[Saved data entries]
+--
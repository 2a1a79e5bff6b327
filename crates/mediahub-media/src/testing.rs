//! Shared fixtures for unit tests.

use std::io::Cursor;
use std::sync::Arc;
use std::sync::atomic::{AtomicUsize, Ordering};
use std::time::Duration;

use async_trait::async_trait;
use bytes::Bytes;
use chrono::{DateTime, Utc};
use image::{DynamicImage, ImageFormat, Rgba, RgbaImage};
use tempfile::TempDir;

use mediahub_core::config::MediaConfig;
use mediahub_core::error::AppError;
use mediahub_core::result::AppResult;
use mediahub_core::traits::storage::StorageProvider;
use mediahub_core::types::{AccountId, AttachmentId};
use mediahub_database::AttachmentRepository;
use mediahub_database::repositories::{MemoryMediaRepository, RemoteCacheStats};
use mediahub_entity::{MediaAttachment, ProcessingStatus};
use mediahub_storage::LocalStorageProvider;

use crate::context::MediaContext;
use crate::types::{DataFn, data_fn};

pub(crate) struct Fixture {
    // Keeps the storage root alive for the duration of the test.
    pub _dir: TempDir,
    pub repo: MemoryMediaRepository,
    pub storage: Arc<LocalStorageProvider>,
    pub ctx: MediaContext,
}

pub(crate) async fn fixture() -> Fixture {
    fixture_with(&MediaConfig::default()).await
}

pub(crate) async fn fixture_with(config: &MediaConfig) -> Fixture {
    let dir = tempfile::tempdir().unwrap();
    let repo = MemoryMediaRepository::new();
    let storage = Arc::new(LocalStorageProvider::new(dir.path()).await.unwrap());
    let ctx = MediaContext::new(
        Arc::new(repo.clone()),
        Arc::new(repo.clone()),
        storage.clone(),
        config,
    );
    Fixture {
        _dir: dir,
        repo,
        storage,
        ctx,
    }
}

pub(crate) fn png(width: u32, height: u32) -> Bytes {
    let img = RgbaImage::from_pixel(width, height, Rgba([40, 120, 200, 255]));
    let mut buf = Vec::new();
    DynamicImage::ImageRgba8(img)
        .write_to(&mut Cursor::new(&mut buf), ImageFormat::Png)
        .unwrap();
    Bytes::from(buf)
}

/// A data callback that counts how many times it was invoked.
pub(crate) fn counting(data: Bytes, calls: &Arc<AtomicUsize>) -> DataFn {
    let calls = Arc::clone(calls);
    data_fn(move || async move {
        calls.fetch_add(1, Ordering::SeqCst);
        Ok(data)
    })
}

/// Insert a processed, cached remote attachment created `days_old` days ago,
/// with both blobs on disk.
pub(crate) async fn seed_cached_remote(fx: &Fixture, days_old: i64) -> MediaAttachment {
    let mut a = MediaAttachment::received(AttachmentId::new(), AccountId::new());
    a.remote_url = Some(format!("https://remote.example/media/{}", a.id));
    a.processing = ProcessingStatus::Processed;
    a.cached = true;
    a.created_at = Utc::now() - chrono::Duration::days(days_old);

    let original = format!("{}/attachment/original/{}.png", a.account_id, a.id);
    let small = format!("{}/attachment/small/{}.jpeg", a.account_id, a.id);
    fx.storage
        .write(&original, Bytes::from_static(b"original"))
        .await
        .unwrap();
    fx.storage
        .write(&small, Bytes::from_static(b"small"))
        .await
        .unwrap();
    a.file_path = Some(original);
    a.thumbnail_path = Some(small);

    AttachmentRepository::create(&fx.repo, &a).await.unwrap();
    a
}

/// Attachment store over the fixture's memory repo that can fail the first
/// scans and slow down every update.
#[derive(Debug)]
pub(crate) struct ScriptedAttachments {
    inner: MemoryMediaRepository,
    failing_scans: usize,
    update_delay: Duration,
    scans: AtomicUsize,
}

impl ScriptedAttachments {
    pub(crate) fn new(inner: MemoryMediaRepository) -> Self {
        Self {
            inner,
            failing_scans: 0,
            update_delay: Duration::ZERO,
            scans: AtomicUsize::new(0),
        }
    }

    pub(crate) fn failing_scans(mut self, count: usize) -> Self {
        self.failing_scans = count;
        self
    }

    pub(crate) fn update_delay(mut self, delay: Duration) -> Self {
        self.update_delay = delay;
        self
    }

    /// Scans attempted so far, failed ones included.
    pub(crate) fn scans(&self) -> usize {
        self.scans.load(Ordering::SeqCst)
    }
}

#[async_trait]
impl AttachmentRepository for ScriptedAttachments {
    async fn create(&self, attachment: &MediaAttachment) -> AppResult<()> {
        AttachmentRepository::create(&self.inner, attachment).await
    }

    async fn update(&self, attachment: &MediaAttachment) -> AppResult<()> {
        tokio::time::sleep(self.update_delay).await;
        AttachmentRepository::update(&self.inner, attachment).await
    }

    async fn find_by_id(&self, id: AttachmentId) -> AppResult<Option<MediaAttachment>> {
        AttachmentRepository::find_by_id(&self.inner, id).await
    }

    async fn find_cached_remote_older_than(
        &self,
        older_than: DateTime<Utc>,
        limit: usize,
    ) -> AppResult<Vec<MediaAttachment>> {
        let scan = self.scans.fetch_add(1, Ordering::SeqCst);
        if scan < self.failing_scans {
            return Err(AppError::internal("database connection reset"));
        }
        self.inner.find_cached_remote_older_than(older_than, limit).await
    }

    async fn remote_cache_stats(&self) -> AppResult<RemoteCacheStats> {
        self.inner.remote_cache_stats().await
    }
}

/// Wait until at least `count` remote attachments are uncached.
pub(crate) async fn wait_for_uncached(repo: &MemoryMediaRepository, count: u64) {
    tokio::time::timeout(Duration::from_secs(10), async {
        while repo.remote_cache_stats().await.unwrap().uncached < count {
            tokio::time::sleep(Duration::from_millis(20)).await;
        }
    })
    .await
    .expect("remote attachments not uncached in time");
}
+--
### EXERCISE GOAL
All the records above need to be output exactly, with none omitted.

### OUTPUT OF THE EXERCISE
repository 2a1a79e5bff6b327
filename crates/mediahub-media/src/testing.rs
//! Shared fixtures for unit tests.

use std::io::Cursor;
use std::sync::Arc;
use std::sync::atomic::{AtomicUsize, Ordering};
use std::time::Duration;

use async_trait::async_trait;
use bytes::Bytes;
use chrono::{DateTime, Utc};
use image::{DynamicImage, ImageFormat, Rgba, RgbaImage};
use tempfile::TempDir;

use mediahub_core::config::MediaConfig;
use mediahub_core::error::AppError;
use mediahub_core::result::AppResult;
use mediahub_core::traits::storage::StorageProvider;
use mediahub_core::types::{AccountId, AttachmentId};
use mediahub_database::AttachmentRepository;
use mediahub_database::repositories::{MemoryMediaRepository, RemoteCacheStats};
use mediahub_entity::{MediaAttachment, ProcessingStatus};
use mediahub_storage::LocalStorageProvider;

use crate::context::MediaContext;
use crate::types::{DataFn, data_fn};

pub(crate) struct Fixture {
    // Keeps the storage root alive for the duration of the test.
    pub _dir: TempDir,
    pub repo: MemoryMediaRepository,
    pub storage: Arc<LocalStorageProvider>,
    pub ctx: MediaContext,
}

pub(crate) async fn fixture() -> Fixture {
    fixture_with(&MediaConfig::default()).await
}

pub(crate) async fn fixture_with(config: &MediaConfig) -> Fixture {
    let dir = tempfile::tempdir().unwrap();
    let repo = MemoryMediaRepository::new();
    let storage = Arc::new(LocalStorageProvider::new(dir.path()).await.unwrap());
    let ctx = MediaContext::new(
        Arc::new(repo.clone()),
        Arc::new(repo.clone()),
        storage.clone(),
        config,
    );
    Fixture {
        _dir: dir,
        repo,
        storage,
        ctx,
    }
}

pub(crate) fn png(width: u32, height: u32) -> Bytes {
    let img = RgbaImage::from_pixel(width, height, Rgba([40, 120, 200, 255]));
    let mut buf = Vec::new();
    DynamicImage::ImageRgba8(img)
        .write_to(&mut Cursor::new(&mut buf), ImageFormat::Png)
        .unwrap();
    Bytes::from(buf)
}

/// A data callback that counts how many times it was invoked.
pub(crate) fn counting(data: Bytes, calls: &Arc<AtomicUsize>) -> DataFn {
    let calls = Arc::clone(calls);
    data_fn(move || async move {
        calls.fetch_add(1, Ordering::SeqCst);
        Ok(data)
    })
}

/// Insert a processed, cached remote attachment created `days_old` days ago,
/// with both blobs on disk.
pub(crate) async fn seed_cached_remote(fx: &Fixture, days_old: i64) -> MediaAttachment {
    let mut a = MediaAttachment::received(AttachmentId::new(), AccountId::new());
    a.remote_url = Some(format!("https://remote.example/media/{}", a.id));
    a.processing = ProcessingStatus::Processed;
    a.cached = true;
    a.created_at = Utc::now() - chrono::Duration::days(days_old);

    let original = format!("{}/attachment/original/{}.png", a.account_id, a.id);
    let small = format!("{}/attachment/small/{}.jpeg", a.account_id, a.id);
    fx.storage
        .write(&original, Bytes::from_static(b"original"))
        .await
        .unwrap();
    fx.storage
        .write(&small, Bytes::from_static(b"small"))
        .await
        .unwrap();
    a.file_path = Some(original);
    a.thumbnail_path = Some(small);

    AttachmentRepository::create(&fx.repo, &a).await.unwrap();
    a
}

/// Attachment store over the fixture's memory repo that can fail the first
/// scans and slow down every update.
#[derive(Debug)]
pub(crate) struct ScriptedAttachments {
    inner: MemoryMediaRepository,
    failing_scans: usize,
    update_delay: Duration,
    scans: AtomicUsize,
}

impl ScriptedAttachments {
    pub(crate) fn new(inner: MemoryMediaRepository) -> Self {
        Self {
            inner,
            failing_scans: 0,
            update_delay: Duration::ZERO,
            scans: AtomicUsize::new(0),
        }
    }

    pub(crate) fn failing_scans(mut self, count: usize) -> Self {
        self.failing_scans = count;
        self
    }

    pub(crate) fn update_delay(mut self, delay: Duration) -> Self {
        self.update_delay = delay;
        self
    }

    /// Scans attempted so far, failed ones included.
    pub(crate) fn scans(&self) -> usize {
        self.scans.load(Ordering::SeqCst)
    }
}

#[async_trait]
impl AttachmentRepository for ScriptedAttachments {
    async fn create(&self, attachment: &MediaAttachment) -> AppResult<()> {
        AttachmentRepository::create(&self.inner, attachment).await
    }

    async fn update(&self, attachment: &MediaAttachment) -> AppResult<()> {
        tokio::time::sleep(self.update_delay).await;
        AttachmentRepository::update(&self.inner, attachment).await
    }

    async fn find_by_id(&self, id: AttachmentId) -> AppResult<Option<MediaAttachment>> {
        AttachmentRepository::find_by_id(&self.inner, id).await
    }

    async fn find_cached_remote_older_than(
        &self,
        older_than: DateTime<Utc>,
        limit: usize,
    ) -> AppResult<Vec<MediaAttachment>> {
        let scan = self.scans.fetch_add(1, Ordering::SeqCst);
        if scan < self.failing_scans {
            return Err(AppError::internal("database connection reset"));
        }
        self.inner.find_cached_remote_older_than(older_than, limit).await
    }

    async fn remote_cache_stats(&self) -> AppResult<RemoteCacheStats> {
        self.inner.remote_cache_stats().await
    }
}

/// Wait until at least `count` remote attachments are uncached.
pub(crate) async fn wait_for_uncached(repo: &MemoryMediaRepository, count: u64) {
    tokio::time::timeout(Duration::from_secs(10), async {
        while repo.remote_cache_stats().await.unwrap().uncached < count {
            tokio::time::sleep(Duration::from_millis(20)).await;
        }
    })
    .await
    .expect("remote attachments not uncached in time");
}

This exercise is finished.